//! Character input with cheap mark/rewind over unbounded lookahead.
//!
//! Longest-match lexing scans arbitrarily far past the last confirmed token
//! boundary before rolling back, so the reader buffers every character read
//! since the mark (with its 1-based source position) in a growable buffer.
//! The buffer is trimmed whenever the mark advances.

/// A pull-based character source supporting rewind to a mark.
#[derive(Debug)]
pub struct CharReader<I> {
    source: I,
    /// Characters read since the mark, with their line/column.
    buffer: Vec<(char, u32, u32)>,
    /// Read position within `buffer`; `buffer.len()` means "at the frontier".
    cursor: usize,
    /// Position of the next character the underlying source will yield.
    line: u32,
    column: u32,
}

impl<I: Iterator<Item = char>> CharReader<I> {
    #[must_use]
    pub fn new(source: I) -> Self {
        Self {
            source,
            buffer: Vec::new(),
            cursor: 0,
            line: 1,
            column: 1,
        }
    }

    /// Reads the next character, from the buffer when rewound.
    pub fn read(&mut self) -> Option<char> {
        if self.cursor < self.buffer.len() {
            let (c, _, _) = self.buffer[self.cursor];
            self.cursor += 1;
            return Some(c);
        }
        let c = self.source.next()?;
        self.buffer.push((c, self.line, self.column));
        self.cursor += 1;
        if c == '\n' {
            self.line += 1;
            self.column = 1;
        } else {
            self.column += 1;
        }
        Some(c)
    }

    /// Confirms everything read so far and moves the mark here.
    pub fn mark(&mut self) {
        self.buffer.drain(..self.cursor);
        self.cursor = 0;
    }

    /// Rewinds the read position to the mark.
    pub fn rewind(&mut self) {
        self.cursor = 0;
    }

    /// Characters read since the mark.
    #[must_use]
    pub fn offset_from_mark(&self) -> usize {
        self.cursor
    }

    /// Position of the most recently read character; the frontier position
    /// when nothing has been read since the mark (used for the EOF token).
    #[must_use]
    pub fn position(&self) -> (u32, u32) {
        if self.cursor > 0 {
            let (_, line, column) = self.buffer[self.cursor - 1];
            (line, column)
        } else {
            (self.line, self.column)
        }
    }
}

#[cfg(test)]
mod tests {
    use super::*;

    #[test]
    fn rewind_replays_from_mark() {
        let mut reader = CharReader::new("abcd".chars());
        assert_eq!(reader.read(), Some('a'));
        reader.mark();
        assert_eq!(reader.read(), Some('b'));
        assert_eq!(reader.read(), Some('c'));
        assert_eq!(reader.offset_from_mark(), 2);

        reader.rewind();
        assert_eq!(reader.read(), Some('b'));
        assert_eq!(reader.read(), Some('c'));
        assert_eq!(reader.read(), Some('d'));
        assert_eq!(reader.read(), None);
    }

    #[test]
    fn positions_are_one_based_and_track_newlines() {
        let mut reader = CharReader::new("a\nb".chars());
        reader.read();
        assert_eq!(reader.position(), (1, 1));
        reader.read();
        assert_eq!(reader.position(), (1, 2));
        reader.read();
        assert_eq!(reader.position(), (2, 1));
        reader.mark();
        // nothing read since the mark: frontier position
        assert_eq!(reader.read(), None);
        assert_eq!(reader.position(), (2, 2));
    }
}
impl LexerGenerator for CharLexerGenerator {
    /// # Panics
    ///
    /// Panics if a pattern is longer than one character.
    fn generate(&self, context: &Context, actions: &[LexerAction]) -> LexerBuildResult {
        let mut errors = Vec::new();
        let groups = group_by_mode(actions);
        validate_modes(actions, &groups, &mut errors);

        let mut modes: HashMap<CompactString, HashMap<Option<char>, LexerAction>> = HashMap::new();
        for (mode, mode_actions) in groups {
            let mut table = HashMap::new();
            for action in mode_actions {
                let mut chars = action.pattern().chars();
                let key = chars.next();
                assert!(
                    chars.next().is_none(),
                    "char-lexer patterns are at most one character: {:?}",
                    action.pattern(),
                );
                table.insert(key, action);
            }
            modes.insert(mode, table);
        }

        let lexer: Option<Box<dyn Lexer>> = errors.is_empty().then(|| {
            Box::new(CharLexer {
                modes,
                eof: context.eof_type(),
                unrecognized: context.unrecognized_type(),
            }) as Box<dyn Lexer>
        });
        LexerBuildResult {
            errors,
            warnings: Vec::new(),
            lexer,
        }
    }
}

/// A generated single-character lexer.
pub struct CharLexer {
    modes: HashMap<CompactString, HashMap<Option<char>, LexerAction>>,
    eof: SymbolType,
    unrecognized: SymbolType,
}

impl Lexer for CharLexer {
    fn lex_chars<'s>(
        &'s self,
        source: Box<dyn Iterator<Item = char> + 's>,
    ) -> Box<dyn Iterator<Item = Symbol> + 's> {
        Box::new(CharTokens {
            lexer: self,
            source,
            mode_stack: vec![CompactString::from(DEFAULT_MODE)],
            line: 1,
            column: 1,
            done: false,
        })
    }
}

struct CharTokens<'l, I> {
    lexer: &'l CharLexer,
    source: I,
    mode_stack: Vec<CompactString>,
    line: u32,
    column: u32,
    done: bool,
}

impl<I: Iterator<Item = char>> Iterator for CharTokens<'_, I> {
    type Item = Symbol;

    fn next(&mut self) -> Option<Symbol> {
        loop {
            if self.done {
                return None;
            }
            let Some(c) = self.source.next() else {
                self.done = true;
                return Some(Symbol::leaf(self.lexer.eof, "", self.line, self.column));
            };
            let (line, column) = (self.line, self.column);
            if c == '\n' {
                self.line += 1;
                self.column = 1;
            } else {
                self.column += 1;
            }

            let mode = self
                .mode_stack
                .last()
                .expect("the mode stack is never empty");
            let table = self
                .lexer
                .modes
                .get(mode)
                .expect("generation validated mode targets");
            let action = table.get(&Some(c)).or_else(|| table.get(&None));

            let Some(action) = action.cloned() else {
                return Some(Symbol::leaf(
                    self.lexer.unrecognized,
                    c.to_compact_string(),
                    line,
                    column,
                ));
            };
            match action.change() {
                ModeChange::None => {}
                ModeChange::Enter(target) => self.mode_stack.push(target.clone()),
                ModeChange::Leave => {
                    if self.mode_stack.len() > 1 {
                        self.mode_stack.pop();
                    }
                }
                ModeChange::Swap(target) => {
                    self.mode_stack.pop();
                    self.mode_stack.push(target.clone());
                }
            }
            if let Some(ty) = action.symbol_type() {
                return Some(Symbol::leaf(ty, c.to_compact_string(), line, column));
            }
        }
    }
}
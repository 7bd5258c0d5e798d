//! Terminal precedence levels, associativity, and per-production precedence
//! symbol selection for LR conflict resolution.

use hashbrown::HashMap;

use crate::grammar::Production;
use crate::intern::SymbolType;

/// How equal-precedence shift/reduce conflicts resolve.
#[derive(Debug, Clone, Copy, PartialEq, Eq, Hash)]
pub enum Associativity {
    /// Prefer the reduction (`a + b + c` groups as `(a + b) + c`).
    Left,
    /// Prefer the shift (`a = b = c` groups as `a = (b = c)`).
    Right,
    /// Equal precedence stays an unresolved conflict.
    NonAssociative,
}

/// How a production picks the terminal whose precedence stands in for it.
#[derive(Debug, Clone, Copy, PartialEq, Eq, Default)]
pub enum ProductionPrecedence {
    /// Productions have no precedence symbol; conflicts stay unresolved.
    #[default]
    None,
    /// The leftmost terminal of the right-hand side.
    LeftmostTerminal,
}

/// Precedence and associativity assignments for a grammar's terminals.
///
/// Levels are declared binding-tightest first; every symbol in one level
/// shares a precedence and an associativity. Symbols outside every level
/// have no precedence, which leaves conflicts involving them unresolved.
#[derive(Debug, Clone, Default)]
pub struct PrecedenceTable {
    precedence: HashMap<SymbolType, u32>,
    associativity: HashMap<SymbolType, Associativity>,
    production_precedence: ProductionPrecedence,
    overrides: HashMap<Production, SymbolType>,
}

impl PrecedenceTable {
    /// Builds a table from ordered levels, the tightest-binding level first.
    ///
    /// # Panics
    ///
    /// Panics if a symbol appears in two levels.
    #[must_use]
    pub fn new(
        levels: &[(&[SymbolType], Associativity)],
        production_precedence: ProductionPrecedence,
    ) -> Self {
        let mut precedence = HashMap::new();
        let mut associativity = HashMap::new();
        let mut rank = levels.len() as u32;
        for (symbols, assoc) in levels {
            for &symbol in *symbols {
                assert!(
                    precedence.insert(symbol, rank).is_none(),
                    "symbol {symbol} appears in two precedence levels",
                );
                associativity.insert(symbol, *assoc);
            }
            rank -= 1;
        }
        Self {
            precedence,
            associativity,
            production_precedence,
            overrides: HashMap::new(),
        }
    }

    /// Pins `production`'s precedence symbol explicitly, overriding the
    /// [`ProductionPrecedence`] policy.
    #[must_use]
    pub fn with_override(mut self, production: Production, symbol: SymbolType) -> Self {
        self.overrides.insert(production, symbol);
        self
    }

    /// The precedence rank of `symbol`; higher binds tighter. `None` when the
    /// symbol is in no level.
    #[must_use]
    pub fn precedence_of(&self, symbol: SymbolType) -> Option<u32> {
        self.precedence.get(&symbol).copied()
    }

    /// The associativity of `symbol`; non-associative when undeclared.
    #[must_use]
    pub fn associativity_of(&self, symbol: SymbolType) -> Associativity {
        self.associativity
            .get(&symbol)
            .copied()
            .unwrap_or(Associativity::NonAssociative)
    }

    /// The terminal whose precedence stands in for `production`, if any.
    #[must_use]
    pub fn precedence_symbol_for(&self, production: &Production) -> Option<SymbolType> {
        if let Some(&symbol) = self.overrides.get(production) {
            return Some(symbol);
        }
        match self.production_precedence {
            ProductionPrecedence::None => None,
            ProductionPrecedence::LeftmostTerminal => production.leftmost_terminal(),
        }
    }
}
______________________________
> [TO DO]: In the material above, please count the lines that hold the word "cursor" and answer with only that number.

> [TASK OUTPUT]: 12